Four of Clarence's volunteer fire companies will receive the same amount of town funding in 2011 and 2012 that they were given last year.
The Town Board on Wednesday approved two-year contracts with the Clarence Center, Harris Hill, Swormville and Rapids volunteer fire companies. East Amherst previously agreed to a three-year contract with a 1 percent funding decrease.
The unanimous vote followed a tense exchange between Councilman Joseph N. Weiss and attorney and Swormville member Steven M. Cohen.
"Fire is no longer the enemy it was to us in agrarian days, and we really have to look at what we have," Weiss said after saying that the town's volunteer fire facilities were overbuilt and costly and that 95 percent of the companies' service was emergency medical calls, not fires.
Cohen responded by saying that fire companies have mutual-aid plans to share service and that fire halls are multifunctional, serving as polling places, emergency shelters and rental space.
"You better get your facts straight before you come before us," Weiss said. "I'm telling you the lion's share are not [rented]."
"Perhaps the lion's share are not," Cohen said.
"When the alarm goes off, it's volunteers who get out of bed and respond, usually about 60 percent faster than paid services," Cohen said.

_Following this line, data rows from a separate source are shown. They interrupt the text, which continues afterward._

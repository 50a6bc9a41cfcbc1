//! Alert records and their lifecycle.
//!
//! Alerts move one way only: `active`/`investigating` → `resolved`. The store
//! keeps records in insertion order; filtering never reorders, so a freshly
//! resolved alert appears in the `resolved` view at its original position.
//! Counts are derived from a scan on every read.

use std::fmt;
use std::str::FromStr;

use chrono::{DateTime, Utc};
use serde::{Deserialize, Serialize};
use tracing::{info, warn};

use crate::error::{SafetyError, SafetyResult};
use crate::models::{relative_age, Tone};

// ---

#[derive(Debug, Clone, Copy, PartialEq, Eq, Hash, Serialize, Deserialize)]
#[serde(rename_all = "lowercase")]
pub enum Priority {
    Critical,
    High,
    Medium,
}

impl Priority {
    pub fn tone(self) -> Tone {
        match self {
            Priority::Critical => Tone::Alert,
            Priority::High => Tone::Warning,
            Priority::Medium => Tone::Primary,
        }
    }
}

#[derive(Debug, Clone, Copy, PartialEq, Eq, Hash, Serialize, Deserialize)]
#[serde(rename_all = "lowercase")]
pub enum AlertStatus {
    Active,
    Investigating,
    Resolved,
}

impl AlertStatus {
    pub const ALL: [AlertStatus; 3] = [
        AlertStatus::Active,
        AlertStatus::Investigating,
        AlertStatus::Resolved,
    ];

    pub fn as_str(self) -> &'static str {
        match self {
            AlertStatus::Active => "active",
            AlertStatus::Investigating => "investigating",
            AlertStatus::Resolved => "resolved",
        }
    }

    pub fn tone(self) -> Tone {
        match self {
            AlertStatus::Active => Tone::Alert,
            AlertStatus::Investigating => Tone::Warning,
            AlertStatus::Resolved => Tone::Safe,
        }
    }
}

impl fmt::Display for AlertStatus {
    fn fmt(&self, f: &mut fmt::Formatter<'_>) -> fmt::Result {
        f.write_str(self.as_str())
    }
}

/// Status filter; `All` is the `"all"` sentinel.
#[derive(Debug, Clone, Copy, PartialEq, Eq, Default)]
pub enum StatusFilter {
    #[default]
    All,
    Only(AlertStatus),
}

impl StatusFilter {
    fn matches(self, status: AlertStatus) -> bool {
        match self {
            StatusFilter::All => true,
            StatusFilter::Only(wanted) => wanted == status,
        }
    }
}

impl FromStr for StatusFilter {
    type Err = SafetyError;

    fn from_str(s: &str) -> Result<Self, Self::Err> {
        match s {
            "all" => Ok(StatusFilter::All),
            "active" => Ok(StatusFilter::Only(AlertStatus::Active)),
            "investigating" => Ok(StatusFilter::Only(AlertStatus::Investigating)),
            "resolved" => Ok(StatusFilter::Only(AlertStatus::Resolved)),
            other => Err(SafetyError::validation(
                "status",
                format!("unknown alert status '{other}'"),
            )),
        }
    }
}

/// Weak reference to the tourist an alert concerns.
#[derive(Debug, Clone, PartialEq, Eq, Serialize)]
pub struct TouristRef {
    pub id: String,
    pub name: String,
}

/// Display-only location; `coordinates` is never parsed.
#[derive(Debug, Clone, PartialEq, Eq, Serialize)]
pub struct AlertLocation {
    pub place: String,
    pub coordinates: String,
}

#[derive(Debug, Clone, PartialEq, Serialize)]
pub struct AlertRecord {
    // ---
    pub id: String,
    pub kind: String,
    pub priority: Priority,
    pub subject: TouristRef,
    pub location: AlertLocation,
    pub status: AlertStatus,
    pub description: String,
    pub response_team: String,
    pub eta: String,
    pub created_at: DateTime<Utc>,
}

/// Alert as returned by the API, with derived display fields.
#[derive(Debug, Clone, Serialize)]
pub struct AlertView {
    #[serde(flatten)]
    pub record: AlertRecord,
    pub age: String,
    pub priority_tone: Tone,
    pub status_tone: Tone,
}

impl AlertRecord {
    pub fn view(&self, now: DateTime<Utc>) -> AlertView {
        AlertView {
            record: self.clone(),
            age: relative_age(self.created_at, now),
            priority_tone: self.priority.tone(),
            status_tone: self.status.tone(),
        }
    }
}

#[derive(Debug, Clone, Copy, Default, PartialEq, Eq, Serialize)]
pub struct StatusCounts {
    pub active: usize,
    pub investigating: usize,
    pub resolved: usize,
    pub total: usize,
}

#[derive(Debug, Clone, Default)]
pub struct AlertStore {
    alerts: Vec<AlertRecord>,
}

impl AlertStore {
    // ---
    pub fn new(alerts: Vec<AlertRecord>) -> Self {
        AlertStore { alerts }
    }

    /// All records in insertion order.
    pub fn list_alerts(&self) -> &[AlertRecord] {
        &self.alerts
    }

    /// Stable filter: matching records keep their relative order.
    pub fn filter_by_status(&self, filter: StatusFilter) -> Vec<&AlertRecord> {
        self.alerts
            .iter()
            .filter(|a| filter.matches(a.status))
            .collect()
    }

    pub fn count(&self, status: AlertStatus) -> usize {
        self.filter_by_status(StatusFilter::Only(status)).len()
    }

    pub fn counts(&self) -> StatusCounts {
        StatusCounts {
            active: self.count(AlertStatus::Active),
            investigating: self.count(AlertStatus::Investigating),
            resolved: self.count(AlertStatus::Resolved),
            total: self.alerts.len(),
        }
    }

    pub fn get(&self, id: &str) -> SafetyResult<&AlertRecord> {
        self.alerts
            .iter()
            .find(|a| a.id == id)
            .ok_or_else(|| SafetyError::not_found("alert", id))
    }

    /// Mark an alert resolved. Resolving an already-resolved alert is a no-op.
    pub fn resolve(&mut self, id: &str) -> SafetyResult<AlertRecord> {
        // ---
        let alert = self
            .alerts
            .iter_mut()
            .find(|a| a.id == id)
            .ok_or_else(|| SafetyError::not_found("alert", id))?;

        if alert.status == AlertStatus::Resolved {
            info!(alert_id = %id, "Alert already resolved, nothing to do");
        } else {
            info!(alert_id = %id, from = %alert.status, "Alert resolved");
            alert.status = AlertStatus::Resolved;
        }
        Ok(alert.clone())
    }

    /// Acknowledge an escalation request.
    ///
    /// Escalation has no lifecycle state of its own: the record is returned
    /// unchanged. Resolved alerts cannot be escalated.
    pub fn escalate(&self, id: &str) -> SafetyResult<AlertRecord> {
        // ---
        let alert = self.get(id)?;
        if alert.status == AlertStatus::Resolved {
            warn!(alert_id = %id, "Escalation refused for resolved alert");
            return Err(SafetyError::InvalidTransition {
                id: id.to_string(),
                reason: "alert is already resolved",
            });
        }
        info!(
            alert_id = %id,
            priority = ?alert.priority,
            team = %alert.response_team,
            "Alert escalated"
        );
        Ok(alert.clone())
    }
}

#[cfg(test)]
mod tests {
    // ---
    use super::*;
    use chrono::TimeZone;

    fn record(id: &str, status: AlertStatus) -> AlertRecord {
        // ---
        AlertRecord {
            id: id.to_string(),
            kind: "SOS".to_string(),
            priority: Priority::High,
            subject: TouristRef {
                id: "TST-A7X9M2".to_string(),
                name: "Kshitiz Sharma".to_string(),
            },
            location: AlertLocation {
                place: "Market Area".to_string(),
                coordinates: "12.9716° N, 77.5946° E".to_string(),
            },
            status,
            description: "test".to_string(),
            response_team: "Team Alpha".to_string(),
            eta: "5 mins".to_string(),
            created_at: Utc.with_ymd_and_hms(2025, 9, 10, 11, 0, 0).unwrap(),
        }
    }

    fn scenario_store() -> AlertStore {
        AlertStore::new(vec![
            record("ALT-001", AlertStatus::Active),
            record("ALT-002", AlertStatus::Investigating),
            record("ALT-003", AlertStatus::Resolved),
        ])
    }

    fn ids(records: &[&AlertRecord]) -> Vec<String> {
        records.iter().map(|a| a.id.clone()).collect()
    }

    #[test]
    fn test_filter_all_equals_list() {
        // ---
        let store = scenario_store();
        let all: Vec<AlertRecord> = store
            .filter_by_status(StatusFilter::All)
            .into_iter()
            .cloned()
            .collect();
        assert_eq!(all.as_slice(), store.list_alerts());
    }

    #[test]
    fn test_filters_partition_the_store() {
        // ---
        let store = scenario_store();
        let mut total = 0;
        for status in AlertStatus::ALL {
            let subset = store.filter_by_status(StatusFilter::Only(status));
            assert!(subset.iter().all(|a| a.status == status));
            total += subset.len();
        }
        assert_eq!(total, store.list_alerts().len());
    }

    #[test]
    fn test_resolve_scenario_keeps_insertion_order() {
        // ---
        let mut store = scenario_store();

        let active = store.filter_by_status(StatusFilter::Only(AlertStatus::Active));
        assert_eq!(ids(&active), vec!["ALT-001"]);

        let resolved = store.resolve("ALT-002").unwrap();
        assert_eq!(resolved.status, AlertStatus::Resolved);

        let investigating = store.filter_by_status(StatusFilter::Only(AlertStatus::Investigating));
        assert!(investigating.is_empty());

        let resolved = store.filter_by_status(StatusFilter::Only(AlertStatus::Resolved));
        assert_eq!(ids(&resolved), vec!["ALT-002", "ALT-003"]);
    }

    #[test]
    fn test_resolve_is_idempotent() {
        // ---
        let mut once = scenario_store();
        once.resolve("ALT-001").unwrap();

        let mut twice = scenario_store();
        twice.resolve("ALT-001").unwrap();
        twice.resolve("ALT-001").unwrap();

        assert_eq!(once.list_alerts(), twice.list_alerts());
    }

    #[test]
    fn test_resolve_unknown_leaves_store_untouched() {
        // ---
        let mut store = scenario_store();
        let before = store.list_alerts().to_vec();

        let err = store.resolve("nonexistent-id").unwrap_err();
        assert_eq!(err, SafetyError::not_found("alert", "nonexistent-id"));
        assert_eq!(store.list_alerts(), before.as_slice());
    }

    #[test]
    fn test_counts_are_derived() {
        // ---
        let mut store = scenario_store();
        assert_eq!(
            store.counts(),
            StatusCounts {
                active: 1,
                investigating: 1,
                resolved: 1,
                total: 3
            }
        );

        store.resolve("ALT-001").unwrap();
        assert_eq!(store.count(AlertStatus::Active), 0);
        assert_eq!(store.count(AlertStatus::Resolved), 2);
    }

    #[test]
    fn test_escalate_does_not_change_state() {
        // ---
        let store = scenario_store();
        let escalated = store.escalate("ALT-001").unwrap();
        assert_eq!(escalated.status, AlertStatus::Active);
        assert_eq!(escalated.priority, Priority::High);
        assert_eq!(store.get("ALT-001").unwrap().status, AlertStatus::Active);

        assert!(matches!(
            store.escalate("ALT-003"),
            Err(SafetyError::InvalidTransition { .. })
        ));
        assert!(matches!(
            store.escalate("ALT-404"),
            Err(SafetyError::NotFound { .. })
        ));
    }

    #[test]
    fn test_status_filter_parsing() {
        // ---
        assert_eq!("all".parse::<StatusFilter>(), Ok(StatusFilter::All));
        assert_eq!(
            "investigating".parse::<StatusFilter>(),
            Ok(StatusFilter::Only(AlertStatus::Investigating))
        );
        assert!("escalated".parse::<StatusFilter>().is_err());
    }

    #[test]
    fn test_view_tones() {
        // ---
        let mut alert = record("ALT-009", AlertStatus::Active);
        alert.priority = Priority::Critical;
        let now = Utc.with_ymd_and_hms(2025, 9, 10, 11, 2, 0).unwrap();

        let view = alert.view(now);
        assert_eq!(view.age, "2 mins ago");
        assert_eq!(view.priority_tone, Tone::Alert);
        assert_eq!(view.status_tone, Tone::Alert);
    }
}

Clarence Center will receive $775,000; Harris Hill will receive $715,855; Swormville will receive $212,849; Rapids, in Niagara County, will receive $40,500; and East Amherst will receive $270,000.
Those figures do not include funds the town has budgeted for workers' compensation, changes in assessment, emergency phone and radio services and service awards, or dollar amounts companies give to members who have served a certain number of years.
Of those funds, Harris Hill will receive $180,076, a 59 percent increase; Clarence Center will receive $173,687, a 19 percent increase; Swormville will receive $80,043, a 45 percent increase and East Amherst will receive $62,121, a 23 percent increase. Rapids receives no such funds.
Fire officials and Supervisor Scott A. Bylewski said market values tend to raise those figures year by year. Garry Soehner, treasurer of Harris Hill, said his company's 59 percent increase is due to the town's failure to adequately fund the award system in the past.
Soehner said his 62-member company, which has been without a contract since Jan. 1, has tried to save money by restructuring loans and mortgages and having fewer members attend training sessions.
"We really have cut back," he said. "Anything like that, we take a hard look at."